What is dengue?
Dengue is caused by a virus that is mostly transmitted by the bite of female mosquitoes of the species Aedes aegypti. Dengue symptoms range from none to serious flu-like symptoms. A small proportion of people develop severe dengue, which can be fatal.
There are four closely related dengue viruses, which are called dengue serotypes. Although recovery from infection gives immunity from the same dengue serotype, it also increases the risk of severe dengue if people are later infected by a different serotype.

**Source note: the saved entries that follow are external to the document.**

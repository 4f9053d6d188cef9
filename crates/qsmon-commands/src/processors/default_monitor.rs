use std::sync::Arc;

use parking_lot::Mutex;
use serde::Serialize;

use qsmon_core::{Event, EventManager};

use super::{successful_output, unexpected_output};
use crate::command::{CommandKind, CommandMeta};
use crate::commands::{PreferenceData, SymphonyStatus};
use crate::handler::{ProcessorError, ResultProcessor};
use crate::output::CommandOutput;
use crate::result::CommandResult;

const HANDLED: [CommandKind; 4] = [
    CommandKind::PreferenceData,
    CommandKind::SymphonyStatus,
    CommandKind::SymphonyGroup,
    CommandKind::SymphonyVolumeAdd,
];

/// Q-Symphony is considered active only with these two values.
const QS_ACTIVE: &str = "On";
const ACM_PLAYING: &str = "PLAY";

/// Cached Q-Symphony and ACM state.
#[derive(Debug, Clone, PartialEq, Eq, Serialize)]
pub struct MonitorState {
    pub qs_state: String,
    pub acm_service_state: String,
    /// Last combined state emitted, "On", "Off" or "Unknown".
    pub symphony_state: String,
}

impl Default for MonitorState {
    fn default() -> Self {
        Self {
            qs_state: "Off".to_string(),
            acm_service_state: "N/A".to_string(),
            symphony_state: "Unknown".to_string(),
        }
    }
}

impl MonitorState {
    fn combined(&self) -> &'static str {
        if self.qs_state == QS_ACTIVE && self.acm_service_state == ACM_PLAYING {
            "On"
        } else {
            "Off"
        }
    }
}

fn mode_type_display(mode_type: &str) -> String {
    match mode_type {
        "Symphony" => "Normal".to_string(),
        "Symphony Lite" => "Lite".to_string(),
        other => other.to_string(),
    }
}

/// Tracks Q-Symphony, ACM and multiroom state for the default monitor view.
pub struct DefaultMonitorProcessor {
    events: Arc<EventManager>,
    state: Mutex<MonitorState>,
}

impl DefaultMonitorProcessor {
    pub const FEATURE: &'static str = "DefaultMonitor";

    pub fn new(events: Arc<EventManager>) -> Self {
        Self {
            events,
            state: Mutex::new(MonitorState::default()),
        }
    }

    pub fn current_state(&self) -> MonitorState {
        self.state.lock().clone()
    }

    pub fn reset(&self) {
        *self.state.lock() = MonitorState::default();
    }

    pub fn is_symphony_active(&self) -> bool {
        self.state.lock().combined() == "On"
    }

    fn on_symphony_status(&self, status: &SymphonyStatus) {
        let acm_service_state = {
            let mut state = self.state.lock();
            state.qs_state = status.qs_state.clone();
            state.acm_service_state.clone()
        };
        self.events.emit(Event::SymphonyStatusUpdated {
            qs_state: status.qs_state.clone(),
            sound_mode: status.sound_mode.clone(),
            mode_type_display: mode_type_display(&status.mode_type),
        });
        self.events.emit(Event::QsStateChanged {
            qs_state: status.qs_state.clone(),
            acm_service_state,
        });
        self.check_combined_state();
    }

    fn on_preference_data(&self, data: &PreferenceData) {
        let qs_state = {
            let mut state = self.state.lock();
            state.acm_service_state = data.acm_service_state.clone();
            state.qs_state.clone()
        };
        self.events.emit(Event::PreferenceDataUpdated {
            acm_service_state: data.acm_service_state.clone(),
            multiroom_grouptype: data.multiroom_grouptype.clone(),
            multiroom_mode: data.multiroom_mode.clone(),
        });
        self.events.emit(Event::QsStateChanged {
            qs_state,
            acm_service_state: data.acm_service_state.clone(),
        });
        self.check_combined_state();
    }

    fn check_combined_state(&self) {
        let changed = {
            let mut state = self.state.lock();
            let current = state.combined();
            if state.symphony_state == current {
                None
            } else {
                tracing::info!(from = %state.symphony_state, to = current, "Symphony state changed");
                state.symphony_state = current.to_string();
                Some(current)
            }
        };
        if let Some(current) = changed {
            self.events.emit(Event::SymphonyGroupStateChanged {
                state: current.to_string(),
            });
        }
    }
}

impl ResultProcessor for DefaultMonitorProcessor {
    fn name(&self) -> &str {
        Self::FEATURE
    }

    fn handled_kinds(&self) -> &[CommandKind] {
        &HANDLED
    }

    fn process_command_result(
        &self,
        command: &dyn CommandMeta,
        result: &CommandResult<CommandOutput>,
    ) -> Result<(), ProcessorError> {
        let Some(output) = successful_output(self.name(), command, result) else {
            return Ok(());
        };

        match (command.kind(), output) {
            (CommandKind::PreferenceData, CommandOutput::PreferenceData(data)) => {
                self.on_preference_data(data);
            }
            (CommandKind::SymphonyStatus, CommandOutput::SymphonyStatus(status)) => {
                self.on_symphony_status(status);
            }
            (CommandKind::SymphonyGroup, CommandOutput::SymphonyGroup(group_mode)) => {
                self.events.emit(Event::SymphonyGroupUpdated {
                    group_mode: group_mode.clone(),
                });
            }
            (CommandKind::SymphonyVolumeAdd, CommandOutput::SymphonyVolume(volume)) => {
                self.events.emit(Event::SymphonyVolumeUpdated {
                    volume: Some(*volume),
                });
            }
            (kind, _) if !HANDLED.contains(&kind) => {
                return Err(ProcessorError::UnexpectedKind {
                    processor: self.name().to_string(),
                    kind,
                });
            }
            _ => return Err(unexpected_output(command)),
        }
        Ok(())
    }
}

#[cfg(test)]
mod tests {
    use super::*;
    use crate::result::CommandIdentity;
    use qsmon_core::{event_handler, topics};

    struct Meta(CommandKind);

    impl CommandMeta for Meta {
        fn kind(&self) -> CommandKind {
            self.0
        }

        fn identity(&self) -> CommandIdentity {
            CommandIdentity::next()
        }
    }

    fn recorder(bus: &EventManager, topic: &str) -> Arc<Mutex<Vec<Event>>> {
        let seen = Arc::new(Mutex::new(Vec::new()));
        let sink = seen.clone();
        bus.register_event_handler(
            topic,
            event_handler(move |event| {
                sink.lock().push(event.clone());
                Ok(())
            }),
        );
        seen
    }

    fn status(qs: &str, mode: &str) -> CommandResult<CommandOutput> {
        CommandResult::success(CommandOutput::SymphonyStatus(SymphonyStatus {
            qs_state: qs.to_string(),
            sound_mode: "Music".to_string(),
            mode_type: mode.to_string(),
        }))
    }

    fn preference(acm: &str) -> CommandResult<CommandOutput> {
        CommandResult::success(CommandOutput::PreferenceData(PreferenceData {
            acm_service_state: acm.to_string(),
            ..PreferenceData::default()
        }))
    }

    #[test]
    fn test_symphony_status_events() {
        let bus = Arc::new(EventManager::new());
        let updates = recorder(&bus, topics::SYMPHONY_STATUS_UPDATED);
        let processor = DefaultMonitorProcessor::new(bus.clone());

        processor
            .process_command_result(&Meta(CommandKind::SymphonyStatus), &status("On", "Symphony Lite"))
            .unwrap();

        assert_eq!(
            updates.lock()[0],
            Event::SymphonyStatusUpdated {
                qs_state: "On".into(),
                sound_mode: "Music".into(),
                mode_type_display: "Lite".into(),
            }
        );
        assert_eq!(processor.current_state().qs_state, "On");
    }

    #[test]
    fn test_combined_state_changes_only_on_transition() {
        let bus = Arc::new(EventManager::new());
        let transitions = recorder(&bus, topics::SYMPHONY_GROUP_STATE_CHANGED);
        let processor = DefaultMonitorProcessor::new(bus.clone());

        let sym = Meta(CommandKind::SymphonyStatus);
        let pref = Meta(CommandKind::PreferenceData);
        processor.process_command_result(&sym, &status("On", "Symphony")).unwrap();
        processor.process_command_result(&pref, &preference("PLAY")).unwrap();
        processor.process_command_result(&pref, &preference("PLAY")).unwrap();
        processor.process_command_result(&sym, &status("Off", "Symphony")).unwrap();

        let states: Vec<_> = transitions
            .lock()
            .iter()
            .map(|e| e.payload()["state"].clone())
            .collect();
        assert_eq!(states, vec!["Off", "On", "Off"]);
        assert!(!processor.is_symphony_active());
    }

    #[test]
    fn test_failed_result_emits_nothing() {
        let bus = Arc::new(EventManager::new());
        let updates = recorder(&bus, topics::SYMPHONY_GROUP_UPDATED);
        let processor = DefaultMonitorProcessor::new(bus);

        let failed = CommandResult::<CommandOutput>::failure("timeout");
        processor
            .process_command_result(&Meta(CommandKind::SymphonyGroup), &failed)
            .unwrap();
        assert!(updates.lock().is_empty());
    }

    #[test]
    fn test_mismatched_output_is_an_error() {
        let processor = DefaultMonitorProcessor::new(Arc::new(EventManager::new()));
        let result = CommandResult::success(CommandOutput::Confirmed(true));
        assert!(matches!(
            processor.process_command_result(&Meta(CommandKind::SymphonyGroup), &result),
            Err(ProcessorError::UnexpectedOutput { .. })
        ));
        assert!(matches!(
            processor.process_command_result(&Meta(CommandKind::Reboot), &result),
            Err(ProcessorError::UnexpectedKind { .. })
        ));
    }
}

Dengue is the most widely distributed mosquito-borne viral disease in the world. It continues to spread rapidly because of climate change, rapid urbanization, and population growth. Outbreaks are usually seasonal, peaking during and after rainy seasons. The World Health Organization classifies dengue as one of the top ten threats to public health.
What is the impact of dengue?
- 3.9 billion people at risk
- Endemic in 129 countries, with 80% of cases reported in the Americas
- About 390 million infections per year, 96 million with symptoms
- 85% increase in number of cases from 1990 to 2019
- Puts immense pressure on health systems: it costs three times more to manage dengue than cholera
- Most dengue cases are underreported with many cases asymptomatic, mild and self-managed, or misdiagnosed
What are current treatments for dengue?
There are no specific antiviral drugs to treat dengue infection.
Acetaminophen or paracetamol can be taken to control muscle aches, pains, and fever. Non-steroidal anti-inflammatory drugs such as ibuprofen and aspirin should be avoided.
Hospitalised dengue patients must be closely observed and their fluid intake carefully managed, according to strict guidelines. In countries where early detection and such medical care is available, the fatality rate from dengue has dropped to below 1%.
The currently available vaccine is limited to people aged 9-45 years old who have had at least one previous episode of dengue virus infection. Several additional dengue vaccine candidates are under evaluation.
The lack of treatment options increases the risk of people developing severe dengue, which is potentially fatal.
What new treatments for dengue are needed?
Dengue-specific treatments are needed to treat the disease at different stages and to reduce the risk of an infection progressing to severe disease.
What dengue treatments are we working on?
We have establishing a global partnership with dengue-endemic countries to carry out pre-clinical studies and clinical trials to find a safe, affordable, and effective treatment for dengue. We are looking at repurposed drugs or drug combinations as well as pursuing a portfolio of dengue treatment options already in clinical development.
Find out about our work developing treatments for dengue.
How do you get dengue?
- Insect bites: the virus that causes dengue can be transmitted by the bite of infected female mosquitoes of the species Aedes aegypti and, to a lesser extent, the species Aedes albopictus
- Mother-to-child: possible transmission from mother to child during pregnancy or childbirth
- Rare cases of transmission via blood products, organ donation, and transfusions
What are the symptoms of dengue?
Dengue
Dengue can have no symptoms or cause only mild illness, but it can also cause flu-like symptoms such as:
- high fever (40°C/104°F)
- severe headache
- pain behind the eyes
- nausea
- vomiting
- swollen glands
- rash
- muscle, joint, or bone pains so severe that dengue is sometimes referred to as ‘breakbone fever’
Severe dengue
Severe dengue happens when blood vessels become damaged and leaky, and the number of platelets (cells which form clots) drops. As a result, severe dengue can cause shock, internal bleeding, bleeding gums or nose, organ failure, and death. The symptoms of severe dengue include:
- severe abdominal pain
- persistent vomiting
- rapid breathing
- bleeding gums or nose
- fatigue
- restlessness
- liver enlargement
- blood in vomit or stool
- potentially fatal
How is dengue diagnosed?
Dengue infection can be diagnosed in several ways, all of which require a blood sample. Reverse transcriptase–polymerase chain reaction (RT–PCR) detects the virus directly and is the gold standard; it can be used in the first days after infection. Rapid diagnostic tests are also available, which test for a protein produced by the virus called NS1. Serological methods can be used to confirm recent (within the previous 3 months) or past infection.